*Task goal*: In the material below, the lines from the one containing "state.records = records;" through the one containing "Every field is" are to be given again exactly, ends included, and no others.

*Data for processing*:
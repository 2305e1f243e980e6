//! Configuration module for inventory-service.

use service_core::config as core_config;
use service_core::error::AppError;
use std::env;

#[derive(Debug, Clone)]
pub struct InventoryConfig {
    pub common: core_config::Config,
    pub service_name: String,
    pub service_version: String,
    pub log_level: String,
    pub otlp_endpoint: Option<String>,
    pub database: DatabaseConfig,
}

#[derive(Debug, Clone)]
pub struct DatabaseConfig {
    pub url: String,
    pub max_connections: u32,
    pub min_connections: u32,
}

impl InventoryConfig {
    pub fn from_env() -> Result<Self, AppError> {
        let common = core_config::Config::load()?;

        Ok(Self {
            common,
            service_name: env::var("SERVICE_NAME")
                .unwrap_or_else(|_| "inventory-service".to_string()),
            service_version: env::var("SERVICE_VERSION")
                .unwrap_or_else(|_| env!("CARGO_PKG_VERSION").to_string()),
            log_level: env::var("LOG_LEVEL").unwrap_or_else(|_| "info".to_string()),
            otlp_endpoint: env::var("OTLP_ENDPOINT").ok().filter(|s| !s.is_empty()),
            database: DatabaseConfig {
                url: env::var("DATABASE_URL").map_err(|_| {
                    AppError::ConfigError(anyhow::anyhow!("DATABASE_URL is required"))
                })?,
                max_connections: env::var("DATABASE_MAX_CONNECTIONS")
                    .ok()
                    .and_then(|s| s.parse().ok())
                    .unwrap_or(10),
                min_connections: env::var("DATABASE_MIN_CONNECTIONS")
                    .ok()
                    .and_then(|s| s.parse().ok())
                    .unwrap_or(2),
            },
        })
    }
}
//! Per-module view state for a dashboard session.
//!
//! A view owns the list of annotated records it last loaded and whether its
//! entry form is open. Fetches run on spawned tasks; once the view is closed
//! no fetch that was still in flight may touch its state.

use crate::models::{AnnotatedRecord, ModuleKind};
use crate::services::inventory::InventoryService;
use crate::services::store::SortOrder;
use std::sync::Arc;
use tokio::sync::RwLock;
use tokio::task::JoinHandle;
use tokio_util::sync::CancellationToken;

/// Commands a parent view sends to a module view.
#[derive(Debug, Clone, Copy, PartialEq, Eq)]
pub enum ModuleCommand {
    /// One-shot request to open the add-record form.
    OpenEntryForm,
    CloseEntryForm,
    Refresh,
    SetSortOrder(SortOrder),
}

#[derive(Debug, Clone, Default, PartialEq, Eq)]
pub struct ViewSnapshot {
    pub records: Vec<AnnotatedRecord>,
    pub entry_form_open: bool,
    pub loaded: bool,
    pub last_error: Option<String>,
}

pub struct ModuleView {
    module: ModuleKind,
    order: SortOrder,
    service: InventoryService,
    state: Arc<RwLock<ViewSnapshot>>,
    token: CancellationToken,
}

impl ModuleView {
    pub fn new(service: InventoryService, module: ModuleKind) -> Self {
        Self {
            module,
            order: SortOrder::default(),
            service,
            state: Arc::new(RwLock::new(ViewSnapshot::default())),
            token: CancellationToken::new(),
        }
    }

    pub fn module(&self) -> ModuleKind {
        self.module
    }

    pub fn is_closed(&self) -> bool {
        self.token.is_cancelled()
    }

    pub async fn snapshot(&self) -> ViewSnapshot {
        self.state.read().await.clone()
    }

    /// Apply a command. Commands that fetch return the handle of the
    /// spawned fetch. A closed view ignores every command.
    pub async fn dispatch(&mut self, command: ModuleCommand) -> Option<JoinHandle<()>> {
        if self.is_closed() {
            tracing::debug!(module = %self.module, ?command, "Command ignored by closed view");
            return None;
        }

        match command {
            ModuleCommand::OpenEntryForm => {
                self.state.write().await.entry_form_open = true;
                None
            }
            ModuleCommand::CloseEntryForm => {
                self.state.write().await.entry_form_open = false;
                None
            }
            ModuleCommand::Refresh => Some(self.refresh()),
            ModuleCommand::SetSortOrder(order) => {
                self.order = order;
                Some(self.refresh())
            }
        }
    }

    /// Read and clear the open-form request.
    pub async fn take_open_intent(&self) -> bool {
        std::mem::take(&mut self.state.write().await.entry_form_open)
    }

    /// Load the module's records on a background task.
    pub fn refresh(&self) -> JoinHandle<()> {
        let service = self.service.clone();
        let state = self.state.clone();
        let token = self.token.clone();
        let (module, order) = (self.module, self.order);

        tokio::spawn(async move {
            let result = tokio::select! {
                biased;
                _ = token.cancelled() => {
                    tracing::debug!(module = %module, "Fetch abandoned, view closed");
                    return;
                }
                result = service.list_records(module, order) => result,
            };

            let mut state = state.write().await;
            // close() takes the write lock before cancelling.
            if token.is_cancelled() {
                return;
            }
            match result {
                Ok(records) => {
                    state.records = records;
                    state.loaded = true;
                    state.last_error = None;
                }
                Err(e) => {
                    tracing::warn!(module = %module, error = %e, "Failed to load records");
                    state.last_error = Some(e.to_string());
                }
            }
        })
    }

    /// Tear the view down. No fetch writes to the view once this returns.
    pub async fn close(&self) {
        let _guard = self.state.write().await;
        self.token.cancel();
    }
}

impl Drop for ModuleView {
    fn drop(&mut self) {
        self.token.cancel();
    }
}
//! CSV rendering for module reports and daily sales books.

use super::aggregator::YearMonth;
use super::error::ExportError;
use crate::models::{AnnotatedRecord, DailySaleEntry, ModuleKind, RecordDetails, SalesLedger};
use chrono::NaiveDate;
use csv::{QuoteStyle, Terminator, WriterBuilder};

pub const CSV_CONTENT_TYPE: &str = "text/csv;charset=utf-8";

/// One output row: column names in order, with optional values.
#[derive(Debug, Clone, Default, PartialEq, Eq)]
pub struct CsvRecord {
    fields: Vec<(String, Option<String>)>,
}

impl CsvRecord {
    pub fn new() -> Self {
        Self::default()
    }

    pub fn field(mut self, key: impl Into<String>, value: impl ToString) -> Self {
        self.fields.push((key.into(), Some(value.to_string())));
        self
    }

    pub fn optional<V: ToString>(mut self, key: impl Into<String>, value: Option<V>) -> Self {
        self.fields.push((key.into(), value.map(|v| v.to_string())));
        self
    }

    pub fn keys(&self) -> impl Iterator<Item = &str> {
        self.fields.iter().map(|(k, _)| k.as_str())
    }

    pub fn get(&self, key: &str) -> Option<&str> {
        self.fields
            .iter()
            .find(|(k, _)| k == key)
            .and_then(|(_, v)| v.as_deref())
    }
}

pub trait ToCsvRecord {
    fn to_csv_record(&self) -> CsvRecord;
}

/// Render records as CSV.
///
/// The header comes from the first record's keys. Later rows are projected
/// onto that header; a key they lack becomes an empty field. Every field is
/// quoted, rows end in `\n` and the last newline is dropped. No records, no
/// output.
pub fn export_csv(records: &[CsvRecord]) -> Result<String, ExportError> {
    let Some(first) = records.first() else {
        return Ok(String::new());
    };
    let header: Vec<&str> = first.keys().collect();

    let mut writer = WriterBuilder::new()
        .quote_style(QuoteStyle::Always)
        .terminator(Terminator::Any(b'\n'))
        .from_writer(Vec::new());
    writer.write_record(&header)?;
    for record in records {
        writer.write_record(header.iter().map(|key| record.get(key).unwrap_or_default()))?;
    }

    let bytes = writer
        .into_inner()
        .map_err(|e| csv::Error::from(e.into_error()))?;
    let mut text = String::from_utf8(bytes)?;
    if text.ends_with('\n') {
        text.pop();
    }
    Ok(text)
}

pub fn export_rows<T: ToCsvRecord>(rows: &[T]) -> Result<String, ExportError> {
    let records: Vec<CsvRecord> = rows.iter().map(ToCsvRecord::to_csv_record).collect();
    export_csv(&records)
}

pub fn module_report_filename(module: ModuleKind, as_of: NaiveDate) -> String {
    format!("{}-report-{}.csv", module.slug(), as_of.format("%Y-%m-%d"))
}

pub fn daily_sales_filename(ledger: SalesLedger, period: YearMonth) -> String {
    format!("{}-daily-sales-{}.csv", ledger.as_str(), period)
}

impl ToCsvRecord for AnnotatedRecord {
    fn to_csv_record(&self) -> CsvRecord {
        let inputs = &self.record.inputs;
        let derived = &self.derived;
        let row = CsvRecord::new()
            .field("name", &inputs.name)
            .optional("description", inputs.description.as_ref());

        let row = match &inputs.details {
            RecordDetails::Stationery { selling_price } => row
                .field("quantity", inputs.quantity)
                .field("rate", inputs.rate)
                .optional("selling_price", *selling_price)
                .optional("profit_per_unit", derived.profit_per_unit)
                .field("units_sold", derived.units_sold)
                .optional("stock", derived.stock)
                .field("low_stock", derived.is_low_stock),
            RecordDetails::GiftStore {
                category,
                selling_price,
            } => row
                .field("category", category.label())
                .field("quantity", inputs.quantity)
                .field("rate", inputs.rate)
                .optional("selling_price", *selling_price)
                .optional("profit_per_unit", derived.profit_per_unit)
                .field("units_sold", derived.units_sold)
                .optional("stock", derived.stock)
                .field("low_stock", derived.is_low_stock),
            RecordDetails::Machines { machine_type } => row
                .field("machine_type", machine_type.as_str())
                .field("quantity", inputs.quantity)
                .field("rate", inputs.rate),
            RecordDetails::Embroidery { quotation, deposit }
            | RecordDetails::ArtServices { quotation, deposit } => row
                .field("quantity", inputs.quantity)
                .optional("quotation", *quotation)
                .field("deposit", deposit)
                .optional("balance", derived.balance),
        };

        row.field("sales", derived.sales)
            .field("expenditure", inputs.expenditure)
            .field("profit", derived.profit)
            .optional("done_by", inputs.done_by.as_ref())
            .field("date", inputs.record_date)
    }
}

impl ToCsvRecord for DailySaleEntry {
    fn to_csv_record(&self) -> CsvRecord {
        CsvRecord::new()
            .field("date", self.date)
            .field("item", &self.item)
            .optional("code", self.code.as_ref())
            .field("quantity", self.quantity)
            .field("unit", &self.unit)
            .field("bpx", self.bpx)
            .field("spx", self.spx)
    }
}

#[cfg(test)]
mod tests {
    use super::*;
    use crate::models::{InventoryRecord, RecordInputs, SaleEvent};
    use crate::reporting::derive_metrics;
    use chrono::Utc;
    use rust_decimal::Decimal;
    use uuid::Uuid;

    fn parse(csv_text: &str) -> (Vec<String>, Vec<Vec<String>>) {
        let mut reader = csv::ReaderBuilder::new()
            .has_headers(true)
            .from_reader(csv_text.as_bytes());
        let headers = reader
            .headers()
            .unwrap()
            .iter()
            .map(str::to_string)
            .collect();
        let rows = reader
            .records()
            .map(|r| r.unwrap().iter().map(str::to_string).collect())
            .collect();
        (headers, rows)
    }

    #[test]
    fn empty_input_exports_nothing() {
        assert_eq!(export_csv(&[]).unwrap(), "");
        assert_eq!(export_rows::<DailySaleEntry>(&[]).unwrap(), "");
    }

    #[test]
    fn quotes_every_field_and_doubles_embedded_quotes() {
        let rows = [CsvRecord::new()
            .field("name", "12\" ruler, steel")
            .optional::<String>("code", None)];
        assert_eq!(
            export_csv(&rows).unwrap(),
            "\"name\",\"code\"\n\"12\"\" ruler, steel\",\"\""
        );
    }

    #[test]
    fn round_trips_through_a_quote_aware_parser() {
        let rows = vec![
            CsvRecord::new()
                .field("item", "Card \"Happy Birthday\"")
                .field("note", "line one\nline two")
                .field("spx", "1500.50"),
            CsvRecord::new()
                .field("item", "Wrapping, gold")
                .optional::<&str>("note", None)
                .field("spx", "0"),
        ];
        let text = export_csv(&rows).unwrap();
        assert!(!text.ends_with('\n'));

        let (headers, parsed) = parse(&text);
        assert_eq!(headers, vec!["item", "note", "spx"]);
        assert_eq!(parsed.len(), rows.len());
        for (record, row) in rows.iter().zip(&parsed) {
            for (i, key) in headers.iter().enumerate() {
                assert_eq!(record.get(key).unwrap_or_default(), row[i]);
            }
        }
    }

    #[test]
    fn later_rows_follow_the_first_header() {
        let rows = [
            CsvRecord::new().field("a", 1).field("b", 2),
            CsvRecord::new().field("b", 20).field("c", 30),
        ];
        assert_eq!(export_csv(&rows).unwrap(), "\"a\",\"b\"\n\"1\",\"2\"\n\"\",\"20\"");
    }

    #[test]
    fn input_order_is_preserved() {
        let rows: Vec<CsvRecord> = (0..5).rev().map(|i| CsvRecord::new().field("n", i)).collect();
        let text = export_csv(&rows).unwrap();
        let (_, parsed) = parse(&text);
        let values: Vec<_> = parsed.iter().map(|r| r[0].as_str()).collect();
        assert_eq!(values, vec!["4", "3", "2", "1", "0"]);
    }

    #[test]
    fn daily_sales_columns_match_the_sales_book() {
        let entry = DailySaleEntry {
            entry_id: Uuid::new_v4(),
            ledger: "gifts".to_string(),
            date: NaiveDate::from_ymd_opt(2024, 3, 5).unwrap(),
            item: "Mug".to_string(),
            code: Some("MG-01".to_string()),
            quantity: 2,
            unit: "Pc".to_string(),
            bpx: Decimal::from(700),
            spx: Decimal::from(1000),
            created_utc: Utc::now(),
        };
        let text = export_rows(&[entry]).unwrap();
        assert_eq!(
            text,
            "\"date\",\"item\",\"code\",\"quantity\",\"unit\",\"bpx\",\"spx\"\n\
             \"2024-03-05\",\"Mug\",\"MG-01\",\"2\",\"Pc\",\"700\",\"1000\""
        );
    }

    #[test]
    fn embroidery_report_carries_negative_balance() {
        let inputs = RecordInputs::new(
            "Team jerseys",
            1,
            Decimal::ZERO,
            RecordDetails::Embroidery {
                quotation: Some(Decimal::from(50_000)),
                deposit: Decimal::from(55_000),
            },
        );
        let now = Utc::now();
        let no_sales: Vec<SaleEvent> = Vec::new();
        let derived = derive_metrics(&inputs, &no_sales);
        let annotated = AnnotatedRecord {
            record: InventoryRecord {
                id: Uuid::new_v4(),
                inputs,
                created_utc: now,
                updated_utc: now,
            },
            derived,
        };
        let record = annotated.to_csv_record();
        assert_eq!(record.get("balance"), Some("-5000"));
        assert_eq!(record.get("stock"), None);
    }

    #[test]
    fn filenames_use_dashboard_ids() {
        let day = NaiveDate::from_ymd_opt(2024, 3, 5).unwrap();
        assert_eq!(
            module_report_filename(ModuleKind::GiftStore, day),
            "gift-store-report-2024-03-05.csv"
        );
        assert_eq!(
            module_report_filename(ModuleKind::ArtServices, day),
            "art-services-report-2024-03-05.csv"
        );
        let march = YearMonth::new(2024, 3).unwrap();
        assert_eq!(
            daily_sales_filename(SalesLedger::Gifts, march),
            "gifts-daily-sales-2024-03.csv"
        );
    }
}
pub mod logging;

pub use logging::{init_test_tracing, init_tracing};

*Result for this exercise*:
                    state.records = records;
                    state.loaded = true;
                    state.last_error = None;
                }
                Err(e) => {
                    tracing::warn!(module = %module, error = %e, "Failed to load records");
                    state.last_error = Some(e.to_string());
                }
            }
        })
    }

    /// Tear the view down. No fetch writes to the view once this returns.
    pub async fn close(&self) {
        let _guard = self.state.write().await;
        self.token.cancel();
    }
}

impl Drop for ModuleView {
    fn drop(&mut self) {
        self.token.cancel();
    }
}
//! CSV rendering for module reports and daily sales books.

use super::aggregator::YearMonth;
use super::error::ExportError;
use crate::models::{AnnotatedRecord, DailySaleEntry, ModuleKind, RecordDetails, SalesLedger};
use chrono::NaiveDate;
use csv::{QuoteStyle, Terminator, WriterBuilder};

pub const CSV_CONTENT_TYPE: &str = "text/csv;charset=utf-8";

/// One output row: column names in order, with optional values.
#[derive(Debug, Clone, Default, PartialEq, Eq)]
pub struct CsvRecord {
    fields: Vec<(String, Option<String>)>,
}

impl CsvRecord {
    pub fn new() -> Self {
        Self::default()
    }

    pub fn field(mut self, key: impl Into<String>, value: impl ToString) -> Self {
        self.fields.push((key.into(), Some(value.to_string())));
        self
    }

    pub fn optional<V: ToString>(mut self, key: impl Into<String>, value: Option<V>) -> Self {
        self.fields.push((key.into(), value.map(|v| v.to_string())));
        self
    }

    pub fn keys(&self) -> impl Iterator<Item = &str> {
        self.fields.iter().map(|(k, _)| k.as_str())
    }

    pub fn get(&self, key: &str) -> Option<&str> {
        self.fields
            .iter()
            .find(|(k, _)| k == key)
            .and_then(|(_, v)| v.as_deref())
    }
}

pub trait ToCsvRecord {
    fn to_csv_record(&self) -> CsvRecord;
}

/// Render records as CSV.
///
/// The header comes from the first record's keys. Later rows are projected
/// onto that header; a key they lack becomes an empty field. Every field is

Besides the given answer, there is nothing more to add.